The visual word form hypothesis stirred a debate in the neuroimaging literature pertaining to its modality and stimulus specificity (Vigneau, Jobard, Mazoyer, & Tzourio-Mazoyer, 2005; Price & Devlin, 2003, 2004). In previous work, we developed a parametric incidental reading paradigm that maps adults' cortical response functions to words and other stimuli. We showed that BOLD signals in the posterior occipito-temporal sulcus (OTS) increase with stimulus visibility, and this is true not only for words but also for line drawings of objects and false font strings (Ben-Shachar, Dougherty, Deutsch, & Wandell, 2007b). We refer to this region by its anatomical location (OTS), because the functional name VWFA suggests that it responds only to words (contra to our findings) and that it is the only such region. Importantly, our results also demonstrated word specialization in this region, which was significantly more sensitive to words than to other stimuli. These results make a clear developmental prediction that the sensitivity to word visibility in OTS develops over the school years. The exact developmental profile and the cognitive changes that accompany these cortical changes are the topic of this study.

The Development of Word Sensitivity and Specificity in VOT Cortex

The principle that cortex learns to process visual word forms predicts that sensitivity and specificity to visual word forms develop in VOT cortex during early education. Several studies examined the development of word form responses in school age children. For example, a series of articles by Brem and colleagues (Brem et al., 2006, 2009, 2010) use both ERPs and fMRI to measure the development of responses to words and symbol strings in posterior VOT. Across age groups, they found a negative relationship between reading performance and the amplitude of fMRI responses to words in VOT (Brem et al., 2009). However, no significant age-dependent differences were found in the spatial distribution of responses to words and symbol strings (Brem et al., 2006, 2009). The amplitude of the N1 component of the ERP differed between ages, and this component was localized to the general position of the left occipito-temporal sulcus (LOTS) (Brem et al., 2006, 2009; Maurer et al., 2006, 2007).

Several fMRI comparisons between age groups (commonly adults and school age children) fail to find a difference in the OTS (Brown et al., 2005; Turkeltaub, Gareau, Flowers, Zeffiro, & Eden, 2003).
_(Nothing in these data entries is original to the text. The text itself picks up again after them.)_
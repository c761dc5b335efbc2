//! Concurrency-bounded batch execution

use crate::config::PipelineConfig;
use crate::error::{ItemError, PipelineError};
use crate::metrics::BatchMetrics;
use crate::outcome::{BatchResult, ItemReport};
use crate::processor::ItemProcessor;
use p2f_domain::ExtractionGateway;
use std::path::{Path, PathBuf};
use std::sync::Arc;
use std::time::Instant;
use tokio::sync::Semaphore;
use tokio::task::JoinSet;
use tracing::{debug, error, info};

/// Receives progress events while a batch runs
///
/// Called from worker tasks, so implementations must be thread-safe.
pub trait ProgressObserver: Send + Sync {
    /// A file acquired a slot and is about to be processed
    fn on_start(&self, _index: usize, _path: &Path) {}

    /// A file reached a terminal state
    fn on_finish(&self, _report: &ItemReport) {}
}

/// Observer that ignores every event
pub struct NoProgress;

impl ProgressObserver for NoProgress {}

/// Runs an [`ItemProcessor`] over a file set with at most
/// `concurrency_limit` files in flight
///
/// Files start in input order. A failing or panicking file never affects
/// the others; every input file gets exactly one report.
pub struct BatchScheduler<G> {
    processor: Arc<ItemProcessor<G>>,
    semaphore: Arc<Semaphore>,
    limit: usize,
}

impl<G> BatchScheduler<G>
where
    G: ExtractionGateway + Send + Sync + 'static,
    G::Error: std::fmt::Display,
{
    /// Create a scheduler from a validated configuration
    ///
    /// # Errors
    ///
    /// Returns [`PipelineError::Config`] for a zero concurrency limit.
    pub fn new(processor: ItemProcessor<G>, config: &PipelineConfig) -> Result<Self, PipelineError> {
        config.validate()?;
        Ok(Self {
            processor: Arc::new(processor.with_skip_format_check(config.skip_format_check)),
            semaphore: Arc::new(Semaphore::new(config.concurrency_limit)),
            limit: config.concurrency_limit,
        })
    }

    /// Process every file without progress reporting
    pub async fn run(&self, files: Vec<PathBuf>) -> Result<BatchResult, PipelineError> {
        self.run_with_progress(files, Arc::new(NoProgress)).await
    }

    /// Process every file, reporting progress to `observer`
    ///
    /// # Errors
    ///
    /// Returns [`PipelineError::Scheduler`] only if the worker pool itself
    /// breaks; per-file failures are part of the [`BatchResult`].
    pub async fn run_with_progress(
        &self,
        files: Vec<PathBuf>,
        observer: Arc<dyn ProgressObserver>,
    ) -> Result<BatchResult, PipelineError> {
        let started = Instant::now();
        let total = files.len();
        let mut tasks = JoinSet::new();
        let mut reports = Vec::with_capacity(total);
        let mut metrics = BatchMetrics::new();

        info!("Processing {} files (concurrency: {})", total, self.limit);

        for (index, path) in files.into_iter().enumerate() {
            // Wait for a free slot, collecting finished files meanwhile
            let permit = loop {
                tokio::select! {
                    biased;
                    Some(joined) = tasks.join_next(), if !tasks.is_empty() => {
                        record(joined, &mut reports, &mut metrics);
                    }
                    permit = Arc::clone(&self.semaphore).acquire_owned() => {
                        break permit.map_err(|e| PipelineError::Scheduler(e.to_string()))?;
                    }
                }
            };

            let processor = Arc::clone(&self.processor);
            let observer = Arc::clone(&observer);

            tasks.spawn(async move {
                let _permit = permit;
                observer.on_start(index, &path);
                debug!("Starting file {}/{}: {}", index + 1, total, path.display());

                // Run the work in its own task so a panic is caught here
                let work = {
                    let path = path.clone();
                    tokio::spawn(async move { processor.process(index, path).await })
                };
                let report = match work.await {
                    Ok(report) => report,
                    Err(e) => {
                        error!("Task for {} failed: {}", path.display(), e);
                        ItemReport::failed(index, path, ItemError::Task(e.to_string()))
                    }
                };

                observer.on_finish(&report);
                report
            });
        }

        while let Some(joined) = tasks.join_next().await {
            record(joined, &mut reports, &mut metrics);
        }

        metrics.elapsed = started.elapsed();

        info!(
            "Batch completed: {} renamed, {} unchanged, {} skipped, {} failed",
            metrics.renamed, metrics.unchanged, metrics.skipped, metrics.failed
        );

        Ok(BatchResult::new(reports, metrics))
    }
}

fn record(
    joined: Result<ItemReport, tokio::task::JoinError>,
    reports: &mut Vec<ItemReport>,
    metrics: &mut BatchMetrics,
) {
    match joined {
        Ok(report) => {
            metrics.record(&report.outcome);
            reports.push(report);
        }
        // Only reachable if an observer panics
        Err(e) => error!("Batch task failed: {}", e),
    }
}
Yet other fMRI studies find age effects as well as reading skill effects in groups of children versus adults in the vicinity of the OTS (Church, Coalson, Lugar, Petersen, & Schlaggar, 2008; Kronbichler et al., 2006). Differences between orthographic systems are unlikely to be the reason for this variability in fMRI results, because there are both negative and positive results in both German (compare Brem et al., 2006 with Kronbichler et al., 2006) and English (compare Church et al., 2008 with Turkeltaub et al., 2003). Differences in task and stimulus contrast, as well as in the composition of the research population (percentage of good and poor readers), may contribute to or conversely mask developmental differences around the OTS. Finally, the VOT is comprised of multiple cell populations with differing functional preferences. Group comparisons may miss individual differences in the spatial organization of these specialized assemblies.
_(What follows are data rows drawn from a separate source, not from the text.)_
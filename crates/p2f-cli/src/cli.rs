//! CLI argument parsing.

use clap::Parser;
use regex::Regex;
use std::path::PathBuf;

/// p2f - Rename PDF documents after their contents.
///
/// Each PDF is read by a language model and renamed to
/// `{date}_{partner}_{documentType}_{amount}.pdf` (configurable), e.g.
/// `20250101_Maruyama Trading_請求書_2000.pdf`.
#[derive(Debug, Parser)]
#[command(name = "p2f")]
#[command(version, about, long_about = None)]
pub struct Cli {
    /// PDF file or directory of PDFs to rename
    pub path: PathBuf,

    /// Only rename files whose names match this regex (directory mode)
    #[arg(short, long, value_name = "REGEX", value_parser = parse_filter)]
    pub filter: Option<Regex>,

    /// Rename files even if their names already follow the format
    #[arg(short, long)]
    pub skip_format_check: bool,

    /// Model to use
    #[arg(short, long)]
    pub model: Option<String>,

    /// Trading partner file
    #[arg(short, long, value_name = "FILE")]
    pub trading_partner_file: Option<PathBuf>,

    /// Document type file
    #[arg(short, long, value_name = "FILE")]
    pub document_type_file: Option<PathBuf>,

    /// Number of files processed at once
    #[arg(short, long, value_name = "N")]
    pub concurrency: Option<usize>,

    /// Extra instructions appended to the extraction prompt
    #[arg(short = 'p', long, value_name = "TEXT")]
    pub extra_prompt: Option<String>,

    /// Configuration file path
    #[arg(long, value_name = "FILE", env = "P2F_CONFIG")]
    pub config: Option<PathBuf>,

    /// Answer yes to the confirmation prompts
    #[arg(short = 'y', long)]
    pub yes: bool,

    /// Output format for the summary
    #[arg(long, value_enum)]
    pub format: Option<CliFormat>,

    /// Disable colored output
    #[arg(long)]
    pub no_color: bool,

    /// Enable debug logging
    #[arg(long)]
    pub debug: bool,
}

/// Output format options.
#[derive(Debug, Clone, Copy, clap::ValueEnum)]
pub enum CliFormat {
    /// Table format (default)
    Table,
    /// JSON format
    Json,
    /// Quiet format (new paths only)
    Quiet,
}

impl From<CliFormat> for crate::config::OutputFormat {
    fn from(format: CliFormat) -> Self {
        match format {
            CliFormat::Table => crate::config::OutputFormat::Table,
            CliFormat::Json => crate::config::OutputFormat::Json,
            CliFormat::Quiet => crate::config::OutputFormat::Quiet,
        }
    }
}

/// Validate and compile the `--filter` value.
///
/// A value starting with `-` is almost always a flag swallowed as the
/// filter argument, so it is rejected.
pub fn parse_filter(value: &str) -> Result<Regex, String> {
    if value.trim().is_empty() {
        return Err("no value given for --filter".to_string());
    }
    if value.starts_with('-') {
        return Err("no value given for --filter".to_string());
    }
    Regex::new(value).map_err(|e| format!("--filter is not a valid regular expression: {}", e))
}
A Longitudinal Perspective on Individual Cortical Development

Individual variability can be properly addressed by assessing cortical responses individually and tracking changes in response profiles longitudinally. This experimental approach is methodologically advantageous (Casey, Tottenham, Liston, & Durston, 2005) but difficult to implement for two primary reasons: (a) Changes in signal to noise ratio over time: Measurement noise complicates comparisons between fMRI activation levels over developmentally relevant periods (months or years). (b) Attrition: A true longitudinal perspective requires assessment of change over three or more time points (Willett, Singer, & Martin, 1998), and attrition rates are particularly high in child populations, for example, because of family mobility.
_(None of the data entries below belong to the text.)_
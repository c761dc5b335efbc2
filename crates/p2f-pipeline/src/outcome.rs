//! Per-file reports and the batch result

use crate::error::ItemError;
use crate::metrics::BatchMetrics;
use p2f_domain::{ExtractedFields, UnregisteredCandidate, UnregisteredList};
use std::path::{Path, PathBuf};

/// Terminal state of one file
#[derive(Debug)]
pub enum ItemOutcome {
    /// File now lives at `to`
    Renamed {
        /// New path
        to: PathBuf,
    },

    /// Extraction rendered the name the file already has; nothing moved
    Unchanged,

    /// Name already follows the template; nothing was done
    SkippedAlreadyFormatted,

    /// Extraction or rename failed
    Failed(ItemError),
}

impl ItemOutcome {
    /// Short label for summaries
    pub fn status(&self) -> &'static str {
        match self {
            ItemOutcome::Renamed { .. } => "renamed",
            ItemOutcome::Unchanged => "unchanged",
            ItemOutcome::SkippedAlreadyFormatted => "skipped",
            ItemOutcome::Failed(_) => "failed",
        }
    }

    /// True for `Renamed`
    pub fn is_renamed(&self) -> bool {
        matches!(self, ItemOutcome::Renamed { .. })
    }

    /// True for `Failed`
    pub fn is_failed(&self) -> bool {
        matches!(self, ItemOutcome::Failed(_))
    }
}

/// What happened to one input file
#[derive(Debug)]
pub struct ItemReport {
    /// Position in the input list
    pub index: usize,

    /// Original path
    pub path: PathBuf,

    /// Fields returned by the extraction gateway, if it succeeded
    pub fields: Option<ExtractedFields>,

    /// Terminal state
    pub outcome: ItemOutcome,

    /// Values not found in the taxonomy; `None` if extraction never ran or
    /// failed
    pub unregistered: Option<UnregisteredCandidate>,
}

impl ItemReport {
    /// Report for a file that failed before extraction produced anything
    pub fn failed(index: usize, path: PathBuf, error: ItemError) -> Self {
        Self {
            index,
            path,
            fields: None,
            outcome: ItemOutcome::Failed(error),
            unregistered: None,
        }
    }

    /// Final component of the original path
    pub fn file_name(&self) -> String {
        display_name(&self.path)
    }
}

pub(crate) fn display_name(path: &Path) -> String {
    path.file_name()
        .map(|n| n.to_string_lossy().into_owned())
        .unwrap_or_else(|| path.display().to_string())
}

/// Everything a batch produced
///
/// Built once when the last file finishes and never mutated afterwards.
#[derive(Debug)]
pub struct BatchResult {
    reports: Vec<ItemReport>,
    unregistered: UnregisteredList,
    metrics: BatchMetrics,
}

impl BatchResult {
    /// Assemble a result from reports in completion order
    ///
    /// Candidates are collected in input order, so the list is the same
    /// whatever order the files finished in.
    pub fn new(reports: Vec<ItemReport>, metrics: BatchMetrics) -> Self {
        let mut by_index: Vec<&ItemReport> = reports.iter().collect();
        by_index.sort_by_key(|r| r.index);

        let mut unregistered = UnregisteredList::new();
        for candidate in by_index.iter().filter_map(|r| r.unregistered.as_ref()) {
            unregistered.extend_from(candidate);
        }

        Self {
            reports,
            unregistered,
            metrics,
        }
    }

    /// Reports in completion order
    pub fn reports(&self) -> &[ItemReport] {
        &self.reports
    }

    /// De-duplicated unregistered candidates across the batch
    pub fn unregistered(&self) -> &UnregisteredList {
        &self.unregistered
    }

    /// Counters and timing
    pub fn metrics(&self) -> &BatchMetrics {
        &self.metrics
    }

    /// Reports of failed files, in input order
    pub fn failures(&self) -> Vec<&ItemReport> {
        let mut failed: Vec<&ItemReport> =
            self.reports.iter().filter(|r| r.outcome.is_failed()).collect();
        failed.sort_by_key(|r| r.index);
        failed
    }

    /// Number of files in the batch
    pub fn len(&self) -> usize {
        self.reports.len()
    }

    /// True if the batch had no files
    pub fn is_empty(&self) -> bool {
        self.reports.is_empty()
    }
}
//! Interactive reconciliation of unregistered candidates

use p2f_domain::{Prompter, TaxonomyKind, UnregisteredList};
use p2f_taxonomy::{Taxonomy, TaxonomyError};
use tracing::{debug, info, warn};

/// Answers that accept a candidate as written
pub const AFFIRMATIVE_TOKENS: [&str; 4] = ["y", "Y", "ｙ", "Ｙ"];

/// Operator decision for one candidate
#[derive(Debug, Clone, PartialEq, Eq)]
pub enum Decision {
    /// Register the candidate verbatim
    Accept,

    /// Register this spelling instead
    Correct(String),

    /// Leave the taxonomy unchanged
    Skip,
}

impl Decision {
    /// Interpret a raw answer (trimmed before matching)
    pub fn from_answer(answer: &str) -> Self {
        let answer = answer.trim();
        if answer.is_empty() {
            Decision::Skip
        } else if AFFIRMATIVE_TOKENS.contains(&answer) {
            Decision::Accept
        } else {
            Decision::Correct(answer.to_string())
        }
    }
}

/// A value written to a taxonomy file
#[derive(Debug, Clone, PartialEq, Eq)]
pub struct AddedEntry {
    /// Vocabulary written to
    pub kind: TaxonomyKind,
    /// Candidate the operator was asked about
    pub candidate: String,
    /// Value actually stored
    pub value: String,
}

/// A candidate whose append failed
#[derive(Debug)]
pub struct FailedEntry {
    /// Vocabulary
    pub kind: TaxonomyKind,
    /// Value that could not be stored
    pub value: String,
    /// Why
    pub error: TaxonomyError,
}

/// What a reconciliation session did
#[derive(Debug, Default)]
pub struct ReconciliationReport {
    /// Entries appended to the taxonomy
    pub added: Vec<AddedEntry>,
    /// Candidates the operator declined (or that were already equivalent)
    pub skipped: Vec<(TaxonomyKind, String)>,
    /// Appends that failed
    pub failed: Vec<FailedEntry>,
}

impl ReconciliationReport {
    /// True if nothing was asked
    pub fn is_empty(&self) -> bool {
        self.added.is_empty() && self.skipped.is_empty() && self.failed.is_empty()
    }
}

/// Asks the operator about each unregistered candidate and records the
/// answers in the taxonomy
///
/// Runs strictly after the batch, one question at a time.
pub struct ReconciliationSession<'a, P> {
    taxonomy: &'a mut Taxonomy,
    prompter: &'a mut P,
}

impl<'a, P> ReconciliationSession<'a, P>
where
    P: Prompter,
    P::Error: std::fmt::Display,
{
    /// Create a new session
    pub fn new(taxonomy: &'a mut Taxonomy, prompter: &'a mut P) -> Self {
        Self { taxonomy, prompter }
    }

    /// Resolve every candidate, partners first
    ///
    /// Candidates registered in the meantime (for example through an
    /// earlier correction) are skipped without a question.
    ///
    /// # Errors
    ///
    /// Only prompt I/O errors abort the session; append failures are
    /// collected in the report.
    pub fn run(mut self, candidates: &UnregisteredList) -> Result<ReconciliationReport, P::Error> {
        let mut report = ReconciliationReport::default();

        for kind in TaxonomyKind::ALL {
            let pending: Vec<&String> = candidates
                .get(kind)
                .iter()
                .filter(|c| !self.taxonomy.contains(kind, c))
                .collect();

            for (i, candidate) in pending.iter().enumerate() {
                // An earlier correction may have registered this one
                if self.taxonomy.contains(kind, candidate) {
                    debug!("'{}' registered during this session, skipping", candidate);
                    continue;
                }

                let question = question(kind, candidate, i + 1, pending.len());
                let answer = self.prompter.ask(&question)?;

                match Decision::from_answer(&answer) {
                    Decision::Skip => report.skipped.push((kind, candidate.to_string())),
                    Decision::Accept => self.append(kind, candidate, candidate, &mut report),
                    Decision::Correct(value) => {
                        self.append(kind, candidate, &value, &mut report)
                    }
                }
            }
        }

        info!(
            "Reconciliation finished: {} added, {} skipped, {} failed",
            report.added.len(),
            report.skipped.len(),
            report.failed.len()
        );

        Ok(report)
    }

    fn append(
        &mut self,
        kind: TaxonomyKind,
        candidate: &str,
        value: &str,
        report: &mut ReconciliationReport,
    ) {
        match self.taxonomy.append(kind, value) {
            Ok(true) => report.added.push(AddedEntry {
                kind,
                candidate: candidate.to_string(),
                value: value.trim().to_string(),
            }),
            Ok(false) => {
                debug!("'{}' already registered as {}", value, kind.as_str());
                report.skipped.push((kind, candidate.to_string()));
            }
            Err(error) => {
                warn!("Failed to register '{}': {}", value, error);
                report.failed.push(FailedEntry {
                    kind,
                    value: value.to_string(),
                    error,
                });
            }
        }
    }
}

/// Prompt text for one candidate
pub fn question(kind: TaxonomyKind, candidate: &str, position: usize, total: usize) -> String {
    format!(
        "[{}/{}] \"{}\" is not a registered {}. Register it?\n\
         Type \"y\" to register as is, type the correct name to register that instead, \
         or press Enter to skip: ",
        position,
        total,
        candidate,
        kind.as_str()
    )
}
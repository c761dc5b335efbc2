//! Error types for the CLI application.

use thiserror::Error;

/// Result type alias for CLI operations.
pub type Result<T> = std::result::Result<T, CliError>;

/// CLI-specific errors.
#[derive(Debug, Error)]
pub enum CliError {
    /// Configuration error
    #[error("Configuration error: {0}")]
    Config(String),

    /// I/O error
    #[error("I/O error: {0}")]
    Io(#[from] std::io::Error),

    /// Serialization error
    #[error("Serialization error: {0}")]
    Serialization(#[from] serde_json::Error),

    /// TOML parsing error
    #[error("TOML parsing error: {0}")]
    Toml(#[from] toml::de::Error),

    /// Invalid file name template
    #[error("Invalid file name format: {0}")]
    Template(#[from] p2f_naming::TemplateError),

    /// Taxonomy files could not be loaded
    #[error("Taxonomy error: {0}")]
    Taxonomy(#[from] p2f_taxonomy::TaxonomyError),

    /// Batch could not run
    #[error("Pipeline error: {0}")]
    Pipeline(#[from] p2f_pipeline::PipelineError),

    /// Extractor could not be built
    #[error("Extractor error: {0}")]
    Extractor(#[from] p2f_extractor::ExtractorError),

    /// LLM provider could not be built
    #[error("LLM error: {0}")]
    Llm(#[from] p2f_llm::LlmError),

    /// Reading an answer from the terminal failed
    #[error("Prompt error: {0}")]
    Prompt(String),

    /// Operator pressed Ctrl-C at a prompt
    #[error("Interrupted")]
    Interrupted,

    /// Invalid input
    #[error("Invalid input: {0}")]
    InvalidInput(String),
}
For these reasons and others, long-term longitudinal studies of brain changes underlying reading development in the normal population are still quite rare, and the longitudinal perspective is used mostly for testing intervention effects (Brem et al., 2010; Shaywitz et al., 2004; Temple et al., 2003). Although longitudinal studies are particularly powerful for measuring individual change, no previous study has traced changes in individual children's cortical responses to visual words. Instead, previous studies compare group levels of activation at different time points, typically before and after intervention. This approach has the advantage of casting a wide net across the whole brain and enhancing the chances for detecting an existing pre/post difference. However, it does not provide a precise measure of the change within individual and, therefore, makes it hard to relate cortical and behavioral changes.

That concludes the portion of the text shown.